How many lines in the entries below contain the word "Some"? Answer with the number and nothing else.

(Information given Opens)

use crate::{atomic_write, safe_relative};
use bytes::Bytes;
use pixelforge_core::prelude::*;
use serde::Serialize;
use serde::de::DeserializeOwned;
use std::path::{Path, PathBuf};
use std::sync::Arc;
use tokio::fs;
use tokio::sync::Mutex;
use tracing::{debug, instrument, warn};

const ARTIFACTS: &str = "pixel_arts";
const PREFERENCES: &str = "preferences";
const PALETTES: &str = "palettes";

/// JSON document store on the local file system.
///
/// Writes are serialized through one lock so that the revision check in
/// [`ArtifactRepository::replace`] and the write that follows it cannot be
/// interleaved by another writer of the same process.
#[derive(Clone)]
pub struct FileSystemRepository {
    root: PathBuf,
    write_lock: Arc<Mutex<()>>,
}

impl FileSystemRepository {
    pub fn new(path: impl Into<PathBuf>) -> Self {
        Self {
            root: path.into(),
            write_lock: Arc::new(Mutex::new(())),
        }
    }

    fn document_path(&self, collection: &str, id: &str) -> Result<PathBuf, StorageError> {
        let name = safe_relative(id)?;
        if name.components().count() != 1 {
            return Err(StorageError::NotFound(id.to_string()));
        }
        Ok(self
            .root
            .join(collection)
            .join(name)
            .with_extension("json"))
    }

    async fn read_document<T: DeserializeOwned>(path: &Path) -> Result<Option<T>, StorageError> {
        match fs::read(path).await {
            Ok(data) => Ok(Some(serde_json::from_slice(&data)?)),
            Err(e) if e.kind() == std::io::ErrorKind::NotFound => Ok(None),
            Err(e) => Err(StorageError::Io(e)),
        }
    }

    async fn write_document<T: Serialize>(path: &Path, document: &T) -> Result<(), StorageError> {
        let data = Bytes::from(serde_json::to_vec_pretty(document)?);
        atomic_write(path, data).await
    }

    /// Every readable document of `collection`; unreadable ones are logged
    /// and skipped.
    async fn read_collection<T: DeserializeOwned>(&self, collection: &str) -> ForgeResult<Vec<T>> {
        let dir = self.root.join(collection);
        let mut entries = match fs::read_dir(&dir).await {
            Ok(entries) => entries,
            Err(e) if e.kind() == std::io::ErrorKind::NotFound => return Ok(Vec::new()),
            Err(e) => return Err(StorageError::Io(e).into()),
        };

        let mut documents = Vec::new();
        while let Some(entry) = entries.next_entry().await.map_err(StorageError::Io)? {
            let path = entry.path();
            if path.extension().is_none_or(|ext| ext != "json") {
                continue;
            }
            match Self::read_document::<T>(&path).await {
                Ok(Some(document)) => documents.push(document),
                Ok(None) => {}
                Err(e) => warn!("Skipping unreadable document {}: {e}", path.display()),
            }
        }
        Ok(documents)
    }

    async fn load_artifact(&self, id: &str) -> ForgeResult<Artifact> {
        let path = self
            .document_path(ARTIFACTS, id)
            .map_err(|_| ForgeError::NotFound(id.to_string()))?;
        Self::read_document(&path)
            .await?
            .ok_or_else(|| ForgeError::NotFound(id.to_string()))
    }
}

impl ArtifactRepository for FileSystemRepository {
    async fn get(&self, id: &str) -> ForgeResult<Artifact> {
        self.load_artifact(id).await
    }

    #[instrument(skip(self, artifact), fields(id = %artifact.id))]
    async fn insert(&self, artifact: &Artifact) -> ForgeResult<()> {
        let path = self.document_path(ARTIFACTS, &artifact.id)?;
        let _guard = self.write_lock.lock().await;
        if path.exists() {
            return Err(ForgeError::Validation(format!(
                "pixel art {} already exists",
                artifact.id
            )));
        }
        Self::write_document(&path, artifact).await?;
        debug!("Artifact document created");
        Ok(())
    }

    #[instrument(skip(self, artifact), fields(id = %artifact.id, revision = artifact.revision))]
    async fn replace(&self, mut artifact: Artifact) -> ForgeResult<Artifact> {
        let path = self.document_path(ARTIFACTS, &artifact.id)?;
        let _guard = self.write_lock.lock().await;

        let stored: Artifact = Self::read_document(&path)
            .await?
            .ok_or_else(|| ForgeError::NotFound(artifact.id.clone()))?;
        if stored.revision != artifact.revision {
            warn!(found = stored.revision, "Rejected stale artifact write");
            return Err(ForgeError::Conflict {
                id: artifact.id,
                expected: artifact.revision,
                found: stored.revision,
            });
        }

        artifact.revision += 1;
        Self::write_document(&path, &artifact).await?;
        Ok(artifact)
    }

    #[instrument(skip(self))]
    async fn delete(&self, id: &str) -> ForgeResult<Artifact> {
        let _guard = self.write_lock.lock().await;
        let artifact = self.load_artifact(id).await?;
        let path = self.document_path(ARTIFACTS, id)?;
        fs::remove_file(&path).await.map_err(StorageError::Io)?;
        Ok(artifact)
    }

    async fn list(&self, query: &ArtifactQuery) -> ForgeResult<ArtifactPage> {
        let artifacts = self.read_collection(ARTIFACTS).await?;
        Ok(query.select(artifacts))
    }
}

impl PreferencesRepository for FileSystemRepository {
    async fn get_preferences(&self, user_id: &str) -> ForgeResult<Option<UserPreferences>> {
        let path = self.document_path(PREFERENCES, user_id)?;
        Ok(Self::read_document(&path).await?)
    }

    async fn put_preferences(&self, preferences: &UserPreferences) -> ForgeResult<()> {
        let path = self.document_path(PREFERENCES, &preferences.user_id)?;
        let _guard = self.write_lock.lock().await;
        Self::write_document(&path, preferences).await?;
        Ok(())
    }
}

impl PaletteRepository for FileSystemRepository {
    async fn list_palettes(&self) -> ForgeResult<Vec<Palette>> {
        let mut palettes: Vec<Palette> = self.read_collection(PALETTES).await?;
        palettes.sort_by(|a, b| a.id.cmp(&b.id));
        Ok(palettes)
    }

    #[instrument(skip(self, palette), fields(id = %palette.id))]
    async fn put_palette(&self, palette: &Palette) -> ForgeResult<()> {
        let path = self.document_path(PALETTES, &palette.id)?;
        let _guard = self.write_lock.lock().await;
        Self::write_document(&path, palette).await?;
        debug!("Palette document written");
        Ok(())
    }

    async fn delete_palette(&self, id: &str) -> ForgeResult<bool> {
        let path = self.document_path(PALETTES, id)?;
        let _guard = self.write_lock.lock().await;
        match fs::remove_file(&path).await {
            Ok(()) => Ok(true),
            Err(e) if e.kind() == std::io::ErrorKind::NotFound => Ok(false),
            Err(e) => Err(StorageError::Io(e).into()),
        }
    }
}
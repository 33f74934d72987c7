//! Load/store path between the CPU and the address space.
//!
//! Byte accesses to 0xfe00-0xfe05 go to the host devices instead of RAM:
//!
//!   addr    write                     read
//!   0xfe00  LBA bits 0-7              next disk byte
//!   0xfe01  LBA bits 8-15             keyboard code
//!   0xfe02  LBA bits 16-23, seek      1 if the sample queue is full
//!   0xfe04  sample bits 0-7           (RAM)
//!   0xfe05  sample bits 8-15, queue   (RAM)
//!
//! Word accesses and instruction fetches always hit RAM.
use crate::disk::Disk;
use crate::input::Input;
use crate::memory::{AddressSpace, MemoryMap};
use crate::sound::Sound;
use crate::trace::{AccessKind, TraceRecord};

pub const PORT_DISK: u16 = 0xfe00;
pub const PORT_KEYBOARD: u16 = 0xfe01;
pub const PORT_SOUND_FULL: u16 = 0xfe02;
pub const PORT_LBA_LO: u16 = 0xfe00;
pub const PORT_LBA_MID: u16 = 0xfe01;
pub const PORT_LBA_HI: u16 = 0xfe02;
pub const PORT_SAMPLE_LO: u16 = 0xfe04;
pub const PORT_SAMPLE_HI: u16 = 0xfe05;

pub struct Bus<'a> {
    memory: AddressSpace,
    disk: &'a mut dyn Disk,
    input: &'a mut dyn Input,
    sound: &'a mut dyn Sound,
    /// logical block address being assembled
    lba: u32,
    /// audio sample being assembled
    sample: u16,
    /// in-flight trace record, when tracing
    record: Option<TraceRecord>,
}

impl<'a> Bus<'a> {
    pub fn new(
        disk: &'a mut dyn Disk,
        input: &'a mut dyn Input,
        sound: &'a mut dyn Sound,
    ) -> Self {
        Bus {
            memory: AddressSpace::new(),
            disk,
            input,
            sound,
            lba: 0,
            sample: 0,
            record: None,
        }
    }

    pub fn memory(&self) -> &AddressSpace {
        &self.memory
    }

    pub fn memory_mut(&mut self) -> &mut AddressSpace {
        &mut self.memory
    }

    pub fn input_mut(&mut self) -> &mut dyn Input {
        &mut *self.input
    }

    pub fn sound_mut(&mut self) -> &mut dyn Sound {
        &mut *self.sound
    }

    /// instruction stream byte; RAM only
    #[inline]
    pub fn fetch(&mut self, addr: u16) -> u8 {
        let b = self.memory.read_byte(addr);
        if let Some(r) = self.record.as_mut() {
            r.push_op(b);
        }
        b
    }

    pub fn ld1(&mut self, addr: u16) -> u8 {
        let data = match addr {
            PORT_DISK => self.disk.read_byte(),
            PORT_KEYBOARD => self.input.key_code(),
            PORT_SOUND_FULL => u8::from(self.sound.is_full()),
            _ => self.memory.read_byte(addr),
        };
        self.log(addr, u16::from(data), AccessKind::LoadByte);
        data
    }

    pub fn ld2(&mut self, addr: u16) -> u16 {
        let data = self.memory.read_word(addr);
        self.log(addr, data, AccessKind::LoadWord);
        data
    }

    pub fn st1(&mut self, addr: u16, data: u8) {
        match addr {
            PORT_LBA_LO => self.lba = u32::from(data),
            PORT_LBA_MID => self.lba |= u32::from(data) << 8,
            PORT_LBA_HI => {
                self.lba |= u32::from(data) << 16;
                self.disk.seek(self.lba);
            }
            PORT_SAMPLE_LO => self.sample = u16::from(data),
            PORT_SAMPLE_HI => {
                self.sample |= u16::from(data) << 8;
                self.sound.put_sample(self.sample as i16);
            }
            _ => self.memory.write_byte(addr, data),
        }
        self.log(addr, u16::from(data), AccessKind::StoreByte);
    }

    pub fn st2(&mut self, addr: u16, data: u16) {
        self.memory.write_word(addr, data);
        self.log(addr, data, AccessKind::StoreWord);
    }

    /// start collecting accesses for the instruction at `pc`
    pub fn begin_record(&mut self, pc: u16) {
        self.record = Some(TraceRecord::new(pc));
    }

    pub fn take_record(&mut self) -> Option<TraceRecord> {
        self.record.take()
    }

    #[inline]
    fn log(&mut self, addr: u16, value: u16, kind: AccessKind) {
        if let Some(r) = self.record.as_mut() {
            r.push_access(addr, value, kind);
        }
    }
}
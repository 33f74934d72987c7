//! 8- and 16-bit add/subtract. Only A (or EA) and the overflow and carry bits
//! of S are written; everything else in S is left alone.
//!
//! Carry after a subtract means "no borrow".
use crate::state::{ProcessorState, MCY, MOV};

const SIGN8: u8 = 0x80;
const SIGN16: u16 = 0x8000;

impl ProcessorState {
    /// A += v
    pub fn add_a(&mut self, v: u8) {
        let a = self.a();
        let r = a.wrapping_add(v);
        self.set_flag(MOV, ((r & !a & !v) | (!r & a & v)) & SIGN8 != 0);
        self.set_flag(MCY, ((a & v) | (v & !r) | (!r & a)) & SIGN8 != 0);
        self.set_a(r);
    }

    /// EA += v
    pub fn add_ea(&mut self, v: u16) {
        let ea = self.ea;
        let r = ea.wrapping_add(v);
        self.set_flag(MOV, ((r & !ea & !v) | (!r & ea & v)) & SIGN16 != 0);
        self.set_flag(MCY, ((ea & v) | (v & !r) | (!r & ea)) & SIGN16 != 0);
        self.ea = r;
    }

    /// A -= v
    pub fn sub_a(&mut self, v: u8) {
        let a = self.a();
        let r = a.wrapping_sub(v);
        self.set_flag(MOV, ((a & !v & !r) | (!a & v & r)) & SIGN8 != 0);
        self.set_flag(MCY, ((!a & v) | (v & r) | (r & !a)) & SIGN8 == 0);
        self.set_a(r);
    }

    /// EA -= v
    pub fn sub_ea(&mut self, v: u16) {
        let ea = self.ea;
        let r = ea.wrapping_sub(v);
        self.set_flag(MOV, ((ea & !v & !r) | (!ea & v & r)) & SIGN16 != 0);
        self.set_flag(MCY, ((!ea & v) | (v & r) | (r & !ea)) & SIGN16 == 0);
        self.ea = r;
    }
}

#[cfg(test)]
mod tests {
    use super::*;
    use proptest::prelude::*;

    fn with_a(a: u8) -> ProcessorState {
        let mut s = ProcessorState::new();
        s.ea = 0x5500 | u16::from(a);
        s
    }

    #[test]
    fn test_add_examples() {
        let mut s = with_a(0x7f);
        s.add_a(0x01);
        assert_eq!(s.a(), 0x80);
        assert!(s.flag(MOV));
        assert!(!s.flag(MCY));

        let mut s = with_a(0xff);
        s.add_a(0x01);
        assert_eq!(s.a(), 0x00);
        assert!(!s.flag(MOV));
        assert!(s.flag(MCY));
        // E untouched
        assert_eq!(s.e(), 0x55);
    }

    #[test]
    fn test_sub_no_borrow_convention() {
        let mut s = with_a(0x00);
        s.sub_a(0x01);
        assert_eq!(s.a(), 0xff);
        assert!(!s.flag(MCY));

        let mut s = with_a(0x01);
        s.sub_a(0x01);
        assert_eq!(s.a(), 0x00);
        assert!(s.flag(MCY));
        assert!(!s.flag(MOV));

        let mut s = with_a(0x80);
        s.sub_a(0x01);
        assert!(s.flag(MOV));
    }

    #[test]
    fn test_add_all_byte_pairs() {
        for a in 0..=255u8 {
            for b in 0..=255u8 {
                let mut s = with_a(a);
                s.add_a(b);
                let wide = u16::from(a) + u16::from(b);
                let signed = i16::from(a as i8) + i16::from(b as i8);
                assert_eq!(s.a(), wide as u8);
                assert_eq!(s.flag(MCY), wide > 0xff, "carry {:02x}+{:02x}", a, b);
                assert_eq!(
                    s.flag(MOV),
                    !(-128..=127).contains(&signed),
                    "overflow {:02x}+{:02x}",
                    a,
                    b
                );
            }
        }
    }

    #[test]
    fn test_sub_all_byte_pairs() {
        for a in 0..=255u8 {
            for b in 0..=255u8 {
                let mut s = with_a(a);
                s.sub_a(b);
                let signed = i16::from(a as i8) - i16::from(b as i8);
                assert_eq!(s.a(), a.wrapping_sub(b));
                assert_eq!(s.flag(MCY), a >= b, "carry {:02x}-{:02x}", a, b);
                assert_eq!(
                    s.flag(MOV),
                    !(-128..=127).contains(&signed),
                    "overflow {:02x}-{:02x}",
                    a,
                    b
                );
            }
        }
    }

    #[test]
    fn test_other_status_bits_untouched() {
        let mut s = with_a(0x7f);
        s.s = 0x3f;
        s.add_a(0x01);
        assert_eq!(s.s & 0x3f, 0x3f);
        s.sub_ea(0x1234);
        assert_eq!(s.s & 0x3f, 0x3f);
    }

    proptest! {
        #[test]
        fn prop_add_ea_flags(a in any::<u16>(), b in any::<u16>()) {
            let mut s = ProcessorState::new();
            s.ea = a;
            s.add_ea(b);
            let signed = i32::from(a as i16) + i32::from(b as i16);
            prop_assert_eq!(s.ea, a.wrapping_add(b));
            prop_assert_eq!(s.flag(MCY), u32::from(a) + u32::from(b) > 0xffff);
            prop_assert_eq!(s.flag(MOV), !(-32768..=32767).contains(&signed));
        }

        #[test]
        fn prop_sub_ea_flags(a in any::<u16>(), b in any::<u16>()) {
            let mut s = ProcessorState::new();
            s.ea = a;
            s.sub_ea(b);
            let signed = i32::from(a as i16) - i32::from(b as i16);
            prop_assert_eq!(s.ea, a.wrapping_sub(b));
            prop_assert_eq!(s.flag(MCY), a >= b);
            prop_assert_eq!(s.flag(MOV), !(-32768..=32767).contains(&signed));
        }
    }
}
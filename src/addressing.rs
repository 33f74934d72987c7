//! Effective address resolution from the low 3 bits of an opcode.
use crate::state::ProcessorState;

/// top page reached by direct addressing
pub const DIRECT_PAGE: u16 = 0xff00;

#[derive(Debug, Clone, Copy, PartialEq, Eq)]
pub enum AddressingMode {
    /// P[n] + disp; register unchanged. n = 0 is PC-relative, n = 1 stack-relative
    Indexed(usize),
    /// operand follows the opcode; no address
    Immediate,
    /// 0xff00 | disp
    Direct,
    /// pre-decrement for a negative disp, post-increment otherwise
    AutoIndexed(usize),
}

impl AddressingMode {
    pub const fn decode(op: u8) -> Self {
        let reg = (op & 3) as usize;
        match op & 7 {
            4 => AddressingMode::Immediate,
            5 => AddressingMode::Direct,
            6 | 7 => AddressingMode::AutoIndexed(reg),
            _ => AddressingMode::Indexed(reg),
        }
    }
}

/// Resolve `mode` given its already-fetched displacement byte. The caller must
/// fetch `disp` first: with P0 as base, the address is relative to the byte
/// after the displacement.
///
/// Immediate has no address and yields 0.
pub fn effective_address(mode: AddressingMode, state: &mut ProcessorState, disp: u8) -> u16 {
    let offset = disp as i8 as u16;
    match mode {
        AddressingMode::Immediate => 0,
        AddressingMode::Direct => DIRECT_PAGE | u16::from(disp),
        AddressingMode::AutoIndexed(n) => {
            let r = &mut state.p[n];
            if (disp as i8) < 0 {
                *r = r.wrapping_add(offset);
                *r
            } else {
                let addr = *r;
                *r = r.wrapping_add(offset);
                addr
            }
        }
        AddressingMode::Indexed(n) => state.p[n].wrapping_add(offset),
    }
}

(Information given Closes)

▸ **Exercise response**:
6